[FFmpeg-devel] [PATCH 1/2] avcodec: add YUV color space metadata to AVCodec

Andreas Rheinhardt andreas.rheinhardt at outlook.com
Thu Feb 8 14:33:51 EET 2024


Niklas Haas:
> On Mon, 05 Feb 2024 19:37:48 +0100 Niklas Haas <ffmpeg at haasn.xyz> wrote:
>> On Mon, 05 Feb 2024 19:04:30 +0100 Andreas Rheinhardt <andreas.rheinhardt at outlook.com> wrote:
>>> This presumes the relevant states to be a cartesian product. Which need
>>> not be true. A callback would be better; this would also allow to base
>>> the list on other values already set in an AVCodecContext. And if this
>>> were extended, it would also allow to remove init_static_data one day.
>>> It is furthermore quite wasteful to store color_ranges in a list,
>>> although there are only very few states for it.
>>
>> What signature would you propose for such a callback?
> 
> Well, there are two fundamental approaches here:
> 
> 1. The callback somehow sets or returns a list of supported colorspaces.
> 2. The callback accepts a particular configuration and simply returns if
>    it's supported or not, with fields set to AVCOL_*_UNKNOWN being
>    ignored.
> 
> The first case has the pro of simplicity, and the ability to enumerate
> more easily, but the drawback of only being scalable if we return
> a cartesian set (i.e. set each attribute list independently, rather than
> generating one big list).
> 
> The second case has the pro of flexibility, and the ability to handle
> non-cartesian use cases, but the con of being slightly more awkward to
> recover a list (for e.g. filtering purpose). Fortunately, we can recover
> the minimal cartesian superset of the actual supported set in O(n) time,
> and then still verify the exact format chosen at encode time.
> 
> One possibility could be to add a `test()` callback which simply tests
> if the current codec context has valid parameters. For example:
> 
> struct AVCodecContext {
>     ...
>     int (*test)(const AVCodecContext *ctx);
> }
> 
> But this suggests a very stateful API, where you have to mutate
> AVCodecContext in order to query what formats would be supported.
> I don't like this.
> 
> So probably it makes more sense to just directly ingest a new struct
> for this purpose, which we can then extend easily. (Or should we just
> ingest AVFrame directly, i.e. int (*test_avframe)(ctx, AVFrame *frame)?)
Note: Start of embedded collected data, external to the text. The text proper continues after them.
use crate::budget::{self, Outcome};
use crate::instruction;
use crate::report::{BudgetReport, MessageReport};
use crate::size;
use crate::wire::{GenerationConfig, ThinkingConfig, WireContent, WireRequest, WireTool};
use bt_domain::config::{BudgetConfig, ChatSettings, Persona};
use bt_domain::error::{Error, Result};
use bt_domain::message::Message;

/// Per-turn switches supplied by the caller alongside settings.
#[derive(Debug, Clone, Copy, Default, PartialEq, Eq)]
pub struct TurnFlags {
    pub study_mode: bool,
    pub show_thoughts: bool,
    /// The user explicitly asked for a web search this turn.
    pub search_requested: bool,
}

/// Output of [`PayloadBuilder::build`].
#[derive(Debug, Clone)]
pub struct BuiltPayload {
    pub request: WireRequest,
    pub report: BudgetReport,
}

/// Deterministic request builder.
///
/// Pure function of its inputs: history, settings, persona and flags in,
/// size-bounded wire request plus report out. No I/O.
pub struct PayloadBuilder {
    budget: BudgetConfig,
}

impl PayloadBuilder {
    pub fn new(budget: BudgetConfig) -> Self {
        Self { budget }
    }

    /// Build with the size measured on the Gemini-shaped body.
    pub fn build(
        &self,
        history: &[Message],
        settings: &ChatSettings,
        persona: &Persona,
        flags: TurnFlags,
    ) -> Result<BuiltPayload> {
        self.build_measured(history, settings, persona, flags, WireRequest::serialized_len)
    }

    /// Build with `body_len` giving the size of the body that is actually
    /// sent. The scaffold, the trim loop and the final ceiling check all use
    /// it; the per-message estimates only pick the candidates.
    pub fn build_measured<M>(
        &self,
        history: &[Message],
        settings: &ChatSettings,
        persona: &Persona,
        flags: TurnFlags,
        body_len: M,
    ) -> Result<BuiltPayload>
    where
        M: Fn(&WireRequest) -> usize,
    {
        let system_instruction = instruction::assemble(
            persona,
            flags.study_mode,
            flags.search_requested,
            &settings.search,
        );
        let generation_config = resolve_generation_config(settings, persona, flags);
        let tools = if flags.search_requested || settings.search.enabled_by_default {
            vec![WireTool::GoogleSearch {}]
        } else {
            Vec::new()
        };

        // Everything but the history, serialized once up front.
        let mut request = WireRequest {
            contents: Vec::new(),
            system_instruction,
            generation_config,
            tools,
        };
        let scaffold_bytes = body_len(&request);
        let system_instruction_bytes = request
            .system_instruction
            .as_ref()
            .map(|s| serde_json::json!({ "parts": [{ "text": s }] }).to_string().len())
            .unwrap_or(0);
        let config_overhead_bytes = scaffold_bytes.saturating_sub(system_instruction_bytes);
        let budget_bytes = self.budget.max_payload_bytes.saturating_sub(scaffold_bytes);

        // Context-length cap: only the newest N messages are candidates.
        let capped = settings
            .context_length
            .map(|n| history.len().saturating_sub(n))
            .unwrap_or(0);
        let window = &history[capped..];

        let selection = budget::select(window, budget_bytes, &self.budget);

        let mut outcomes: Vec<Outcome> = vec![Outcome::Dropped; capped];
        outcomes.extend_from_slice(&selection.outcomes);

        // History index of every accepted message, oldest first.
        let accepted = outcomes
            .iter()
            .enumerate()
            .filter(|(_, o)| **o != Outcome::Dropped)
            .map(|(i, _)| i);
        let mut content_indices: Vec<usize> = Vec::new();
        for (index, message) in accepted.zip(selection.messages.iter()) {
            if let Some(content) = WireContent::from_message(message) {
                content_indices.push(index);
                request.contents.push(content);
            }
        }
        let mut serialized_bytes = body_len(&request);

        // The inflation factor is an estimate; per-part envelopes of many
        // tiny messages can outgrow it. Drop from the old end until it fits.
        while serialized_bytes > self.budget.max_payload_bytes && !content_indices.is_empty() {
            let oldest = content_indices.remove(0);
            for outcome in &mut outcomes[..=oldest] {
                *outcome = Outcome::Dropped;
            }
            request.contents.remove(0);
            serialized_bytes = body_len(&request);
            tracing::warn!(
                index = oldest,
                serialized_bytes,
                "wire size exceeded estimate, dropped oldest message"
            );
        }

        let messages = history
            .iter()
            .zip(outcomes)
            .enumerate()
            .map(|(index, (msg, outcome))| MessageReport {
                index,
                role: msg.role,
                raw_bytes: size::estimate(msg),
                attachments: msg.attachments.len(),
                outcome,
            })
            .collect();

        let report = BudgetReport {
            max_payload_bytes: self.budget.max_payload_bytes,
            system_instruction_bytes,
            config_overhead_bytes,
            budget_bytes,
            committed_bytes: selection.committed_bytes,
            serialized_bytes,
            capped_messages: capped,
            messages,
        };
        report.emit();

        if serialized_bytes > self.budget.max_payload_bytes {
            return Err(Error::PayloadTooLarge {
                size: serialized_bytes,
                max: self.budget.max_payload_bytes,
            });
        }

        Ok(BuiltPayload { request, report })
    }
}

/// Persona overrides win; global settings are the fallback.
pub fn resolve_generation_config(
    settings: &ChatSettings,
    persona: &Persona,
    flags: TurnFlags,
) -> GenerationConfig {
    GenerationConfig {
        temperature: persona.temperature.unwrap_or(settings.temperature),
        max_output_tokens: persona.max_tokens.or(settings.max_tokens),
        thinking_config: flags.show_thoughts.then_some(ThinkingConfig {
            include_thoughts: true,
        }),
    }
}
Sorry for not answering earlier.
My intention is to allow users who only want to deal with the common
case of a cartesian product to continue to do so, but to also support
other usecases.
The public function would look like

int avcodec_get_supported_config(const AVCodecContext *avctx, const
AVCodec *codec, int **supported_configs, unsigned desired_configs,
unsigned flags, void *logctx);

avctx can be NULL (in which case this allows to return all potential
configurations, irrespective of e.g. the level of strictness).
codec can be omitted if avctx->codec is set, but if both are supplied
and avctx->codec is set, they have to match (like in avcodec_open2()).
desired_configs is a bitfield of configs that the user wants to get
information about; your patch would have to add flags for color_ranges
and color_spaces.
supported_configs will on return point to something like an array of
struct { int desired_config0, desired_config1,...;}. The order of the
entries will be fixed (say coincide with the order of the bits in the
desired_configs bitfields).
If one member is the unspec value for its type, then this means that it
works with everything.
supported_configs will be allocated; ownership passes to the user.
Using a multidimensional sentinel (that would depend on desired_configs)
is clumsy, so there will be two supported ways for this (depends upon a
flag to be supplied in flags): One method that really adds a
multidimensional sentinel, the other method that writes the number of
entries into **supported_configs, so that the first entry starts at
(*supported_configs)[1]. This allows users that only want to deal with
the factors of a cartesian product separately to continue to do so.